Everything in the listing below needs to be retyped exactly.

● ● ● ● ●

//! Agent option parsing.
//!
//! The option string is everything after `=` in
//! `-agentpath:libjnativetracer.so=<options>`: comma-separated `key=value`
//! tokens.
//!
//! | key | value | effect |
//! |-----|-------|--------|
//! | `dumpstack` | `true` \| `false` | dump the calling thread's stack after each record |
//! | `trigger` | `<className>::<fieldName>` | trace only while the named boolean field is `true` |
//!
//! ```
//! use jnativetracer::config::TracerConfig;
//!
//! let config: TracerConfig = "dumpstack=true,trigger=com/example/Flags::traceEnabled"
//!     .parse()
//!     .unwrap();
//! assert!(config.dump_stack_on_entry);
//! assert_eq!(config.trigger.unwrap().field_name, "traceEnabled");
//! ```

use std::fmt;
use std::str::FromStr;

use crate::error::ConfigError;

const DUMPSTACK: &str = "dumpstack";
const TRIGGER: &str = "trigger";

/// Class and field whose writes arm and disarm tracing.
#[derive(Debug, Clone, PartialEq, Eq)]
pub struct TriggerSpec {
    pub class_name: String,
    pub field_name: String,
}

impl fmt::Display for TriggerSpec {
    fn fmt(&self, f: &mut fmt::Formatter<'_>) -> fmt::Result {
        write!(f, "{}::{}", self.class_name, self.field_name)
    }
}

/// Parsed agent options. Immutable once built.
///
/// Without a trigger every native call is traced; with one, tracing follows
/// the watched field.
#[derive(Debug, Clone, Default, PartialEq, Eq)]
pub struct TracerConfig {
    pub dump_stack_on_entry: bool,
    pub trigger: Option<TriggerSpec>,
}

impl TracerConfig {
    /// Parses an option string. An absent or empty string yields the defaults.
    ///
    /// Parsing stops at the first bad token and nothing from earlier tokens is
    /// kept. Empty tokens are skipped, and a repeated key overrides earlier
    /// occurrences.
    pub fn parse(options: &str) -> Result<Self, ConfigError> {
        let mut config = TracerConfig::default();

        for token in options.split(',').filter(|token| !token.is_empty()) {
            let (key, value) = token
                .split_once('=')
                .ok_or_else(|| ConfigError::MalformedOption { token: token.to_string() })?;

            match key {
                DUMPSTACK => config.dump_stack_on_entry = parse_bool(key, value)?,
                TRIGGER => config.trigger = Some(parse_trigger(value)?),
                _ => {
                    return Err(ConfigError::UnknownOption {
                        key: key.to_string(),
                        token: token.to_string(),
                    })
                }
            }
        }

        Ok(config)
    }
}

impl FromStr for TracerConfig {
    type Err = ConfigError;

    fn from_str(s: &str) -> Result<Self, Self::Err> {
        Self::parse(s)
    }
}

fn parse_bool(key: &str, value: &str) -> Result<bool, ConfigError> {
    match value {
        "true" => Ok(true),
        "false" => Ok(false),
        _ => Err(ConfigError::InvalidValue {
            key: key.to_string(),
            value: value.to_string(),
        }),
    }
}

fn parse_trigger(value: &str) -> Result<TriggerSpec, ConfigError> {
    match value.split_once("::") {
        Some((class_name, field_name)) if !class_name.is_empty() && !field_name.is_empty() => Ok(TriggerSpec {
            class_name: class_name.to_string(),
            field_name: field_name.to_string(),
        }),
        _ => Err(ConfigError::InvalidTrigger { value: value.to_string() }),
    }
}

● ● ● ● ●

* TASK RESULT:
//! Agent option parsing.
//!
//! The option string is everything after `=` in
//! `-agentpath:libjnativetracer.so=<options>`: comma-separated `key=value`
//! tokens.
//!
//! | key | value | effect |
//! |-----|-------|--------|
//! | `dumpstack` | `true` \| `false` | dump the calling thread's stack after each record |
//! | `trigger` | `<className>::<fieldName>` | trace only while the named boolean field is `true` |
//!
//! ```
//! use jnativetracer::config::TracerConfig;
//!
//! let config: TracerConfig = "dumpstack=true,trigger=com/example/Flags::traceEnabled"
//!     .parse()
//!     .unwrap();
//! assert!(config.dump_stack_on_entry);
//! assert_eq!(config.trigger.unwrap().field_name, "traceEnabled");
//! ```

use std::fmt;
use std::str::FromStr;

use crate::error::ConfigError;

const DUMPSTACK: &str = "dumpstack";
const TRIGGER: &str = "trigger";

/// Class and field whose writes arm and disarm tracing.
#[derive(Debug, Clone, PartialEq, Eq)]
pub struct TriggerSpec {
    pub class_name: String,
    pub field_name: String,
}

impl fmt::Display for TriggerSpec {
    fn fmt(&self, f: &mut fmt::Formatter<'_>) -> fmt::Result {
        write!(f, "{}::{}", self.class_name, self.field_name)
    }
}

/// Parsed agent options. Immutable once built.
///
/// Without a trigger every native call is traced; with one, tracing follows
/// the watched field.
#[derive(Debug, Clone, Default, PartialEq, Eq)]
pub struct TracerConfig {
    pub dump_stack_on_entry: bool,
    pub trigger: Option<TriggerSpec>,
}

impl TracerConfig {
    /// Parses an option string. An absent or empty string yields the defaults.
    ///
    /// Parsing stops at the first bad token and nothing from earlier tokens is
    /// kept. Empty tokens are skipped, and a repeated key overrides earlier
    /// occurrences.
    pub fn parse(options: &str) -> Result<Self, ConfigError> {
        let mut config = TracerConfig::default();

        for token in options.split(',').filter(|token| !token.is_empty()) {
            let (key, value) = token
                .split_once('=')
                .ok_or_else(|| ConfigError::MalformedOption { token: token.to_string() })?;

            match key {
                DUMPSTACK => config.dump_stack_on_entry = parse_bool(key, value)?,
                TRIGGER => config.trigger = Some(parse_trigger(value)?),
                _ => {
                    return Err(ConfigError::UnknownOption {
                        key: key.to_string(),
                        token: token.to_string(),
                    })
                }
            }
        }

        Ok(config)
    }
}

impl FromStr for TracerConfig {
    type Err = ConfigError;

    fn from_str(s: &str) -> Result<Self, Self::Err> {
        Self::parse(s)
    }
}

fn parse_bool(key: &str, value: &str) -> Result<bool, ConfigError> {
    match value {
        "true" => Ok(true),
        "false" => Ok(false),
        _ => Err(ConfigError::InvalidValue {
            key: key.to_string(),
            value: value.to_string(),
        }),
    }
}

fn parse_trigger(value: &str) -> Result<TriggerSpec, ConfigError> {
    match value.split_once("::") {
        Some((class_name, field_name)) if !class_name.is_empty() && !field_name.is_empty() => Ok(TriggerSpec {
            class_name: class_name.to_string(),
            field_name: field_name.to_string(),
        }),
        _ => Err(ConfigError::InvalidTrigger { value: value.to_string() }),
    }
}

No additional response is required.